| Assignment |
Every entry must be transcribed without alteration.

| Exercise data |
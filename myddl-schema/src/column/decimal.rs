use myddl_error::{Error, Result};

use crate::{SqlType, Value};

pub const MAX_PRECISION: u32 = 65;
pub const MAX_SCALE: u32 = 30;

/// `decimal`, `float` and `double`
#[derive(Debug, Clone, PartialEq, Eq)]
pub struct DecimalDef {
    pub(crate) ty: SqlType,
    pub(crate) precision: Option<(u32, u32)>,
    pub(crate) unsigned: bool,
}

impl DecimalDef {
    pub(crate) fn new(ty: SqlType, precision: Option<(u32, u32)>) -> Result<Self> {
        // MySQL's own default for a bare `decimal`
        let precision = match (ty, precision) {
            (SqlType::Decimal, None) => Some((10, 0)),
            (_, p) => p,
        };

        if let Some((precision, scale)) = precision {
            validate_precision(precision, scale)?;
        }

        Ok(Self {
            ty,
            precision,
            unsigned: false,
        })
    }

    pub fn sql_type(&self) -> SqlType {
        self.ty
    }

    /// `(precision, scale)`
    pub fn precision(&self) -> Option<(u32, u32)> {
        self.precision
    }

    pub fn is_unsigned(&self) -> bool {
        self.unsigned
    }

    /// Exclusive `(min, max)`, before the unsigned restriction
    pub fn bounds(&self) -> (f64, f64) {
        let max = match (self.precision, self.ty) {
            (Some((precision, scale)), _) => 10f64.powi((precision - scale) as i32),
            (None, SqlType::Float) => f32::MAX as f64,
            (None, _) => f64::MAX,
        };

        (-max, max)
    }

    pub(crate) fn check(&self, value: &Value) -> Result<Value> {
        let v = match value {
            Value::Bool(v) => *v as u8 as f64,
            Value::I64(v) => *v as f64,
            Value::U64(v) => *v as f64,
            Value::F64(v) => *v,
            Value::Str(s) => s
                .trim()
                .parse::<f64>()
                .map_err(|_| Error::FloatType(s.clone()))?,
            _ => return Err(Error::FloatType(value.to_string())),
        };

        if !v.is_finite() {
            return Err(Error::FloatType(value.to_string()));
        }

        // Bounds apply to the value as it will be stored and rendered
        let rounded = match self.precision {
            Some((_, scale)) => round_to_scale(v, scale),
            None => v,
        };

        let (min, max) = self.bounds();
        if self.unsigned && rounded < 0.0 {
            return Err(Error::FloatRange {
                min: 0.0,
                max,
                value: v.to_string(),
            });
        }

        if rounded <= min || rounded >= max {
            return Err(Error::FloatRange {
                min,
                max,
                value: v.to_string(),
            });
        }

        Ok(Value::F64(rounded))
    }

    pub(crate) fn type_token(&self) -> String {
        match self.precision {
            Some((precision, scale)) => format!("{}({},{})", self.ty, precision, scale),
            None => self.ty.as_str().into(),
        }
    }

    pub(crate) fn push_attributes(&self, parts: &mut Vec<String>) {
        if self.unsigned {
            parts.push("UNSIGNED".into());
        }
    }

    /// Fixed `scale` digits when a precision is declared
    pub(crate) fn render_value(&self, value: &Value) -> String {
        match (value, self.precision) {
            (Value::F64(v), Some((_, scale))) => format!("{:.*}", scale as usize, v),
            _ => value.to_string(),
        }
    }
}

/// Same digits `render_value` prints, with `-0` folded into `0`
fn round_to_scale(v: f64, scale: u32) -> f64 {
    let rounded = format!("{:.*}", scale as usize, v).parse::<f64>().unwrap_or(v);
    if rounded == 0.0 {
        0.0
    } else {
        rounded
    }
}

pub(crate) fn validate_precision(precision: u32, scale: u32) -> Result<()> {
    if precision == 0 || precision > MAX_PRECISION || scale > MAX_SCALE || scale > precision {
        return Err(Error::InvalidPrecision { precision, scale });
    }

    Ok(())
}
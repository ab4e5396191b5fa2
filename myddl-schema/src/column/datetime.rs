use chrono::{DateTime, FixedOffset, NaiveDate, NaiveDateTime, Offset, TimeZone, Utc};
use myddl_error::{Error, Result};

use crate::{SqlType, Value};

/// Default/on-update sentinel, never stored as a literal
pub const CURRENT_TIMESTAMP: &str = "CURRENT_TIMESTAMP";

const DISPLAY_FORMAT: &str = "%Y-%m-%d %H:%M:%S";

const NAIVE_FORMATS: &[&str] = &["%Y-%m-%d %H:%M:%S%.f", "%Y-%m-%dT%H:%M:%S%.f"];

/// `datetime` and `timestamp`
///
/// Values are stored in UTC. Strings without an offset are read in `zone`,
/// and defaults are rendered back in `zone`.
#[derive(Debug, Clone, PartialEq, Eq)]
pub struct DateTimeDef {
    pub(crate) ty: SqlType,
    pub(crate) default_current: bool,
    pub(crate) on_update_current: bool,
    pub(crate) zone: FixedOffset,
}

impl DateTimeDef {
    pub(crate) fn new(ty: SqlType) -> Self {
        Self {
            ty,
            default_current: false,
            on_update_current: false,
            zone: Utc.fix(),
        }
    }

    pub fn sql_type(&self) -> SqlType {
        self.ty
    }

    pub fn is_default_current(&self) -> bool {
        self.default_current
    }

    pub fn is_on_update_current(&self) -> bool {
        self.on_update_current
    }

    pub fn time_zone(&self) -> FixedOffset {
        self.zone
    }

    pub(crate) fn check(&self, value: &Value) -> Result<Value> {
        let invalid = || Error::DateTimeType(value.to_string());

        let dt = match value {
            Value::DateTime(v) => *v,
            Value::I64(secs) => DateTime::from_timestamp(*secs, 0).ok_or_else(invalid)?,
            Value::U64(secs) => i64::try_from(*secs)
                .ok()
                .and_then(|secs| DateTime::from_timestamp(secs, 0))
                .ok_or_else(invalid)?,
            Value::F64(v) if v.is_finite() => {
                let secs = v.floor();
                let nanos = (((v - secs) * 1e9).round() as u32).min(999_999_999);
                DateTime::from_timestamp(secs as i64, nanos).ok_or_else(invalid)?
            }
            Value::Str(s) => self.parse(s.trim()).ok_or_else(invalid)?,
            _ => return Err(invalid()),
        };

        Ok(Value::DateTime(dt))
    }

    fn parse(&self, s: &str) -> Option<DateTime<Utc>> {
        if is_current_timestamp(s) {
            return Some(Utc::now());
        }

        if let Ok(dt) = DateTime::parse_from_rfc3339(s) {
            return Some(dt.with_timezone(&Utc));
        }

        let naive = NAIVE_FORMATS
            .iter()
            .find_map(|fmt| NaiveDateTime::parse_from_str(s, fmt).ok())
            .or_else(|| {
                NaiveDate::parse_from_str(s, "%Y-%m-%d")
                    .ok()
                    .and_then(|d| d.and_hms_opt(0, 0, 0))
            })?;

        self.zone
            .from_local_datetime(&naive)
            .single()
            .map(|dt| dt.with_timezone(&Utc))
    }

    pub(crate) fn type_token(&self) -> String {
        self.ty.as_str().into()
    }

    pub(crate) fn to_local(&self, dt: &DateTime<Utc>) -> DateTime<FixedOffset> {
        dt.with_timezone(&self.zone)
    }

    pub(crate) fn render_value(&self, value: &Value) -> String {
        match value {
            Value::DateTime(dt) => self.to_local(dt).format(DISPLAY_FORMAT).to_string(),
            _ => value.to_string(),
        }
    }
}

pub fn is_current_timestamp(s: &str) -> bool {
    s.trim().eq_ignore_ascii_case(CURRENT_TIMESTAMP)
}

| Task response |
filename myddl-schema/src/column/decimal.rs
use myddl_error::{Error, Result};

use crate::{SqlType, Value};

pub const MAX_PRECISION: u32 = 65;
pub const MAX_SCALE: u32 = 30;

/// `decimal`, `float` and `double`
#[derive(Debug, Clone, PartialEq, Eq)]
pub struct DecimalDef {
    pub(crate) ty: SqlType,
    pub(crate) precision: Option<(u32, u32)>,
    pub(crate) unsigned: bool,
}

impl DecimalDef {
    pub(crate) fn new(ty: SqlType, precision: Option<(u32, u32)>) -> Result<Self> {
        // MySQL's own default for a bare `decimal`
        let precision = match (ty, precision) {
            (SqlType::Decimal, None) => Some((10, 0)),
            (_, p) => p,
        };

        if let Some((precision, scale)) = precision {
            validate_precision(precision, scale)?;
        }

        Ok(Self {
            ty,
            precision,
            unsigned: false,
        })
    }

    pub fn sql_type(&self) -> SqlType {
        self.ty
    }

    /// `(precision, scale)`
    pub fn precision(&self) -> Option<(u32, u32)> {
        self.precision
    }

    pub fn is_unsigned(&self) -> bool {
        self.unsigned
    }

    /// Exclusive `(min, max)`, before the unsigned restriction
    pub fn bounds(&self) -> (f64, f64) {
        let max = match (self.precision, self.ty) {
            (Some((precision, scale)), _) => 10f64.powi((precision - scale) as i32),
            (None, SqlType::Float) => f32::MAX as f64,
            (None, _) => f64::MAX,
        };

        (-max, max)
    }

    pub(crate) fn check(&self, value: &Value) -> Result<Value> {
        let v = match value {
            Value::Bool(v) => *v as u8 as f64,
            Value::I64(v) => *v as f64,
            Value::U64(v) => *v as f64,
            Value::F64(v) => *v,
            Value::Str(s) => s
                .trim()
                .parse::<f64>()
                .map_err(|_| Error::FloatType(s.clone()))?,
            _ => return Err(Error::FloatType(value.to_string())),
        };

        if !v.is_finite() {
            return Err(Error::FloatType(value.to_string()));
        }

        // Bounds apply to the value as it will be stored and rendered
        let rounded = match self.precision {
            Some((_, scale)) => round_to_scale(v, scale),
            None => v,
        };

        let (min, max) = self.bounds();
        if self.unsigned && rounded < 0.0 {
            return Err(Error::FloatRange {
                min: 0.0,
                max,
                value: v.to_string(),
            });
        }

        if rounded <= min || rounded >= max {
            return Err(Error::FloatRange {
                min,
                max,
                value: v.to_string(),
            });
        }

        Ok(Value::F64(rounded))
    }

    pub(crate) fn type_token(&self) -> String {
        match self.precision {
            Some((precision, scale)) => format!("{}({},{})", self.ty, precision, scale),
            None => self.ty.as_str().into(),
        }
    }

    pub(crate) fn push_attributes(&self, parts: &mut Vec<String>) {
        if self.unsigned {
            parts.push("UNSIGNED".into());
        }
    }

    /// Fixed `scale` digits when a precision is declared
    pub(crate) fn render_value(&self, value: &Value) -> String {
        match (value, self.precision) {
            (Value::F64(v), Some((_, scale))) => format!("{:.*}", scale as usize, v),
            _ => value.to_string(),
        }
    }
}

/// Same digits `render_value` prints, with `-0` folded into `0`
fn round_to_scale(v: f64, scale: u32) -> f64 {
    let rounded = format!("{:.*}", scale as usize, v).parse::<f64>().unwrap_or(v);
    if rounded == 0.0 {
        0.0
    } else {
        rounded
    }
}

pub(crate) fn validate_precision(precision: u32, scale: u32) -> Result<()> {
    if precision == 0 || precision > MAX_PRECISION || scale > MAX_SCALE || scale > precision {
        return Err(Error::InvalidPrecision { precision, scale });
    }

    Ok(())
}
repository ab4e5396191b5fa2
filename myddl-schema/src/column/datetime.rs
use chrono::{DateTime, FixedOffset, NaiveDate, NaiveDateTime, Offset, TimeZone, Utc};
use myddl_error::{Error, Result};

use crate::{SqlType, Value};

/// Default/on-update sentinel, never stored as a literal
pub const CURRENT_TIMESTAMP: &str = "CURRENT_TIMESTAMP";

const DISPLAY_FORMAT: &str = "%Y-%m-%d %H:%M:%S";

const NAIVE_FORMATS: &[&str] = &["%Y-%m-%d %H:%M:%S%.f", "%Y-%m-%dT%H:%M:%S%.f"];

/// `datetime` and `timestamp`
///
/// Values are stored in UTC. Strings without an offset are read in `zone`,
/// and defaults are rendered back in `zone`.
#[derive(Debug, Clone, PartialEq, Eq)]
pub struct DateTimeDef {
    pub(crate) ty: SqlType,
    pub(crate) default_current: bool,
    pub(crate) on_update_current: bool,
    pub(crate) zone: FixedOffset,
}

impl DateTimeDef {
    pub(crate) fn new(ty: SqlType) -> Self {
        Self {
            ty,
            default_current: false,
            on_update_current: false,
            zone: Utc.fix(),
        }
    }

    pub fn sql_type(&self) -> SqlType {
        self.ty
    }

    pub fn is_default_current(&self) -> bool {
        self.default_current
    }

    pub fn is_on_update_current(&self) -> bool {
        self.on_update_current
    }

    pub fn time_zone(&self) -> FixedOffset {
        self.zone
    }

    pub(crate) fn check(&self, value: &Value) -> Result<Value> {
        let invalid = || Error::DateTimeType(value.to_string());

        let dt = match value {
            Value::DateTime(v) => *v,
            Value::I64(secs) => DateTime::from_timestamp(*secs, 0).ok_or_else(invalid)?,
            Value::U64(secs) => i64::try_from(*secs)
                .ok()
                .and_then(|secs| DateTime::from_timestamp(secs, 0))
                .ok_or_else(invalid)?,
            Value::F64(v) if v.is_finite() => {
                let secs = v.floor();
                let nanos = (((v - secs) * 1e9).round() as u32).min(999_999_999);
                DateTime::from_timestamp(secs as i64, nanos).ok_or_else(invalid)?
            }
            Value::Str(s) => self.parse(s.trim()).ok_or_else(invalid)?,
            _ => return Err(invalid()),
        };

        Ok(Value::DateTime(dt))
    }

    fn parse(&self, s: &str) -> Option<DateTime<Utc>> {
        if is_current_timestamp(s) {
            return Some(Utc::now());
        }

        if let Ok(dt) = DateTime::parse_from_rfc3339(s) {
            return Some(dt.with_timezone(&Utc));
        }

        let naive = NAIVE_FORMATS
            .iter()
            .find_map(|fmt| NaiveDateTime::parse_from_str(s, fmt).ok())
            .or_else(|| {
                NaiveDate::parse_from_str(s, "%Y-%m-%d")
                    .ok()
                    .and_then(|d| d.and_hms_opt(0, 0, 0))
            })?;

        self.zone
            .from_local_datetime(&naive)
            .single()
            .map(|dt| dt.with_timezone(&Utc))
    }

    pub(crate) fn type_token(&self) -> String {
        self.ty.as_str().into()
    }

    pub(crate) fn to_local(&self, dt: &DateTime<Utc>) -> DateTime<FixedOffset> {
        dt.with_timezone(&self.zone)
    }

    pub(crate) fn render_value(&self, value: &Value) -> String {
        match value {
            Value::DateTime(dt) => self.to_local(dt).format(DISPLAY_FORMAT).to_string(),
            _ => value.to_string(),
        }
    }
}

pub fn is_current_timestamp(s: &str) -> bool {
    s.trim().eq_ignore_ascii_case(CURRENT_TIMESTAMP)
}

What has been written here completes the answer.